Everybody dreams of having this new system or way of doing things, but that requires a bit of learning and a bit of trial and error. The base here is still two main collections a year for THE, which will offer a group of items, which will also include collaborations. The collaborations [in the launch collection] are Schott motorcycle and Peanuts and Porthault. There were a few in there.

WWD: Sofia. Stutterheim. New York Magazine. Stephen Jones.

M.J.: Yes. So there were several in there. And then we will also do this Trade?Marc which, again, I don’t think needs to be two [seasons]. It can be something new every month. But it’s very hard to break out of the rigidity of how these markets are set up. Until there’s a different system of selling and a different system of production and a different system of distribution, unless it’s just that there’s stuff available monthly that’s only available online.

Again, I don’t know about online selling. I have never bought anything online, so it’s a little foreign to me. But I know that we are going to great lengths and we are working with some really fantastic people on changing what I call “the web store,” and trying to make that an easy thing to — what is [the word]? I don’t even know the words that all those people use…Navigate?

WWD: Navigate.

M.J.: Not a word I’d normally use, but an easy thing to navigate. And also something that offers an experience that I guess people who shop online look for.

WWD: The clothes themselves — two primary seasons, but item driven?

M.J.: The collections are comprised of items. It’s not a collection where there’s an undercurrent of one thing that permeates everything. It’s a group of items that can be worn together as we’ve styled them or taken apart and worn individually. That’s what I mean by items. That eclectic feeling of putting things together was a part of the early days of Marc by Marc, when I loved it. You had like a jeans skirt and a more democratically priced designer jacket that emulated the spirit of what we did in collection.

WWD: The press release lists so many items — THE blouse, THE romantic blouse, THE men’s shirt, THE thermal. I imagine many will carry through from one season to the next.

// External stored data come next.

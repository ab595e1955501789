//! Points ledger.
//!
//! A customer's balance is the sum of their entries' deltas and may never
//! drop below zero.

use chrono::{DateTime, Utc};
use serde::{Deserialize, Serialize};

use salonbook_core::error::{optional_text, required_text};
use salonbook_core::{DomainError, DomainResult, Entity, Money, Owned, OwnerId, RecordId, Versioned};

#[derive(Debug, Clone, PartialEq, Eq, Serialize, Deserialize)]
pub struct PointsEntry {
    pub id: RecordId,
    pub owner_id: OwnerId,
    #[serde(default)]
    pub version: u64,
    pub customer_id: RecordId,
    pub delta: i64,
    pub reason: String,
    /// Appointment id or other origin, when there is one.
    pub reference: Option<String>,
    pub balance_after: i64,
    pub created_at: DateTime<Utc>,
}

/// Manual adjustment request.
#[derive(Debug, Clone, Deserialize)]
pub struct PointsAdjustment {
    pub customer_id: RecordId,
    pub delta: i64,
    pub reason: String,
    pub reference: Option<String>,
}

impl PointsEntry {
    /// Build the next ledger entry given the customer's current balance.
    pub fn post(
        owner_id: OwnerId,
        current_balance: i64,
        adjustment: PointsAdjustment,
        at: DateTime<Utc>,
    ) -> DomainResult<Self> {
        if adjustment.delta == 0 {
            return Err(DomainError::validation("delta cannot be zero"));
        }
        let balance_after = current_balance
            .checked_add(adjustment.delta)
            .ok_or_else(|| DomainError::invariant("points overflow"))?;
        if balance_after < 0 {
            return Err(DomainError::invariant(format!(
                "insufficient points: balance {current_balance}, requested {}",
                -adjustment.delta
            )));
        }
        Ok(Self {
            id: RecordId::new(),
            owner_id,
            version: 0,
            customer_id: adjustment.customer_id,
            delta: adjustment.delta,
            reason: required_text("reason", &adjustment.reason)?,
            reference: optional_text(adjustment.reference),
            balance_after,
            created_at: at,
        })
    }
}

pub fn balance<'a>(entries: impl IntoIterator<Item = &'a PointsEntry>) -> i64 {
    entries.into_iter().map(|e| e.delta).sum()
}

/// Points earned for `spend`: one point per full `unit` spent. A zero unit disables earning.
pub fn points_for_spend(spend: Money, unit: i64) -> i64 {
    if unit <= 0 {
        return 0;
    }
    spend.amount() / unit
}

impl Entity for PointsEntry {
    type Id = RecordId;

    fn id(&self) -> &Self::Id {
        &self.id
    }
}

impl Owned for PointsEntry {
    fn owner_id(&self) -> OwnerId {
        self.owner_id
    }
}

impl Versioned for PointsEntry {
    fn version(&self) -> u64 {
        self.version
    }

    fn set_version(&mut self, version: u64) {
        self.version = version;
    }
}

M.J.: Yes. So “THE” became a device to talk about an item, sometimes a generic thing like THE blouse. We’ve always had a blouse in a collection, we’ve always had a hoodie. And then it gets more specific, like THE Forties dress. We’ve always had a Forties-style dress, which you could call the grunge. It’s one of the things we’ve revisited every season. So it could be long-sleeve, short-sleeve, printed, not printed, it could be embroidered, longer, shorter, whatever. There’s a placeholder for that item we’ve always loved. So yes, some things will carry over because most things we do carry over in some way. And then some things will be just repeated, more driven by people’s reception, the customer’s reception to it.

Advertisement
Advertisement

We stand behind certain things. And there are times, if the customer decides they want [an item] again and again and again, then we know how to continue to refresh it and give it to them again without it becoming [boring].

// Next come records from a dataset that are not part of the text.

//! Tag-based response cache on top of `moka`.
//!
//! Read endpoints store rendered responses under a key and a set of tags;
//! mutations drop every entry carrying an affected tag. `moka` owns expiry
//! (fixed TTL) and size-bounded eviction; this module only keeps the
//! tag → keys index in step with it.

use std::collections::{HashMap, HashSet};
use std::sync::{Arc, Mutex};
use std::time::Duration;

use moka::notification::RemovalCause;
use moka::sync::Cache;

use salonbook_core::{OwnerId, RecordId};

/// Tag covering every cached read of `resource` for `owner`.
pub fn resource_tag(resource: &str, owner: OwnerId) -> String {
    format!("{resource}:{owner}")
}

/// Tag covering cached reads of one record.
pub fn record_tag(resource: &str, owner: OwnerId, id: RecordId) -> String {
    format!("{resource}:{owner}:{id}")
}

type TagIndex = Arc<Mutex<HashMap<String, HashSet<String>>>>;

#[derive(Clone)]
struct Tagged<V> {
    value: V,
    tags: Arc<[String]>,
}

fn unlink(index: &TagIndex, key: &str, tags: &[String]) {
    let Ok(mut index) = index.lock() else {
        return;
    };
    for tag in tags {
        if let Some(keys) = index.get_mut(tag) {
            keys.remove(key);
            if keys.is_empty() {
                index.remove(tag);
            }
        }
    }
}

pub struct TagCache<V> {
    entries: Cache<String, Tagged<V>>,
    by_tag: TagIndex,
    enabled: bool,
}

impl<V: Clone + Send + Sync + 'static> TagCache<V> {
    /// `capacity == 0` or a zero TTL gives a cache that never stores anything.
    pub fn new(ttl: Duration, capacity: usize) -> Self {
        let by_tag: TagIndex = Arc::default();
        let index = by_tag.clone();
        let entries = Cache::builder()
            .max_capacity(capacity as u64)
            .time_to_live(ttl)
            .eviction_listener(move |key: Arc<String>, entry: Tagged<V>, cause: RemovalCause| {
                // A replaced entry's key was just re-linked by `put`.
                if !matches!(cause, RemovalCause::Replaced) {
                    unlink(&index, &key, &entry.tags);
                }
            })
            .build();
        Self {
            entries,
            by_tag,
            enabled: capacity > 0 && !ttl.is_zero(),
        }
    }

    pub fn get(&self, key: &str) -> Option<V> {
        self.entries.get(key).map(|entry| entry.value)
    }

    pub fn put(&self, key: impl Into<String>, tags: Vec<String>, value: V) {
        if !self.enabled {
            return;
        }
        let key = key.into();
        // The index lock is released before touching `entries`: the eviction
        // listener takes it too.
        if let Ok(mut index) = self.by_tag.lock() {
            for tag in &tags {
                index.entry(tag.clone()).or_default().insert(key.clone());
            }
        }
        self.entries.insert(key, Tagged { value, tags: tags.into() });
    }

    /// Drop every entry carrying `tag`; returns how many keys were linked to it.
    pub fn invalidate_tag(&self, tag: &str) -> usize {
        let keys = match self.by_tag.lock() {
            Ok(mut index) => index.remove(tag).unwrap_or_default(),
            Err(_) => return 0,
        };
        for key in &keys {
            self.entries.invalidate(key);
        }
        if !keys.is_empty() {
            tracing::debug!(tag, removed = keys.len(), "cache tag invalidated");
        }
        keys.len()
    }
}

#[cfg(test)]
mod tests {
    use super::*;

    fn cache(capacity: usize) -> TagCache<&'static str> {
        TagCache::new(Duration::from_secs(30), capacity)
    }

    #[test]
    fn tags_have_expected_shape() {
        let owner = OwnerId::new();
        let id = RecordId::new();
        assert_eq!(resource_tag("customers", owner), format!("customers:{owner}"));
        assert_eq!(record_tag("customers", owner, id), format!("customers:{owner}:{id}"));
    }

    #[test]
    fn invalidate_tag_removes_tagged_entries_only() {
        let c = cache(10);
        let a = OwnerId::new();
        let b = OwnerId::new();
        c.put("list-a", vec![resource_tag("customers", a)], "A");
        c.put("list-b", vec![resource_tag("customers", b)], "B");
        c.put("svc-a", vec![resource_tag("services", a)], "S");

        assert_eq!(c.invalidate_tag(&resource_tag("customers", a)), 1);
        assert_eq!(c.get("list-a"), None);
        assert_eq!(c.get("list-b"), Some("B"));
        assert_eq!(c.get("svc-a"), Some("S"));
        assert_eq!(c.invalidate_tag("unknown"), 0);
    }

    #[test]
    fn invalidating_one_tag_unlinks_the_entry_from_its_other_tags() {
        let c = cache(10);
        c.put("detail", vec!["record".into(), "list".into()], "D");
        assert_eq!(c.invalidate_tag("record"), 1);
        c.entries.run_pending_tasks();
        assert_eq!(c.invalidate_tag("list"), 0);
    }

    #[test]
    fn replacing_a_key_keeps_it_invalidatable() {
        let c = cache(10);
        c.put("k", vec!["t".into()], "old");
        c.put("k", vec!["t".into()], "new");
        c.entries.run_pending_tasks();
        assert_eq!(c.get("k"), Some("new"));
        assert_eq!(c.invalidate_tag("t"), 1);
        assert_eq!(c.get("k"), None);
    }

    #[test]
    fn entries_expire() {
        let c = TagCache::new(Duration::from_millis(50), 10);
        c.put("k", vec!["t".into()], "v");
        assert_eq!(c.get("k"), Some("v"));
        std::thread::sleep(Duration::from_millis(120));
        assert_eq!(c.get("k"), None);
    }

    #[test]
    fn capacity_bounds_the_entry_count() {
        let c = TagCache::new(Duration::from_secs(30), 5);
        for i in 0..50 {
            c.put(format!("k{i}"), vec!["bulk".into()], i);
        }
        c.entries.run_pending_tasks();
        assert!(c.entries.entry_count() <= 5);
    }

    #[test]
    fn zero_capacity_disables_caching() {
        let c = cache(0);
        c.put("k", vec![], "v");
        assert_eq!(c.get("k"), None);
    }
}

WWD: Tell me about the collaborations. Are they all one-season collaborations?

M.J.: We will continue the Schott collaboration [Schott x Marc Jacobs]. Schott is a great collaborator who I really love. I mean, they’ve made the perfect motorcycle jacket, you can’t get more authentic than that. They are willing and happy to collaborate or continue to collaborate with us when we want a motorcycle jacket with some authenticity or something derived from that. So I think that’s one thing. The Sofia Loves is an ongoing thing which she will curate. She curates basically from her closet, the things she’s bought and loved over the years.

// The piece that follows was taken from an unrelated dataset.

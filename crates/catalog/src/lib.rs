//! Service menu: the treatments a salon sells (cuts, colour, nails, spa...).

pub mod service;

pub use service::{ServiceDraft, ServiceItem, ServicePatch, MAX_DURATION_MINUTES};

WWD: How many items a season will you do from Sofia?

M.J:. It depends. Again, the idea is not to make something so rigid with this; it’s to allow freedom. It’s what she loves [at a given moment]. What was so beautiful again about Marc by Marc in the beginning, and sorry to harp on it, was that it was instinctive. We went with our instincts and allowed ourselves the freedom to do what we wanted, not get dictated to by a bunch of rigid ideas about what marketing and production and everything needed to be or should be, quote/unquote.

WWD: How did you come up with this list of collaborators?

M.J.: The collaborations were based on things we wanted to make. I love the idea of that Morton Salt Girl raincoat. Stutterheim, they make a great little A-line raincoat. And I said, “let’s not do that [ourselves]. Let’s go to the people who do that, and work with them and make that ours.”

Advertisement
Advertisement

The same thing with the motorcycle jacket. Who would the best person be to go to? Schott. [The inaugural THE version is pink.] We wanted to do these vintage-looking Peanut sweatshirts. Well then, we need to collaborate with Peanuts and so on and so forth. And then for the Marc Jacobs New York logo, we were inspired by Milton Glaser’s New York Magazine logo, so we went to him.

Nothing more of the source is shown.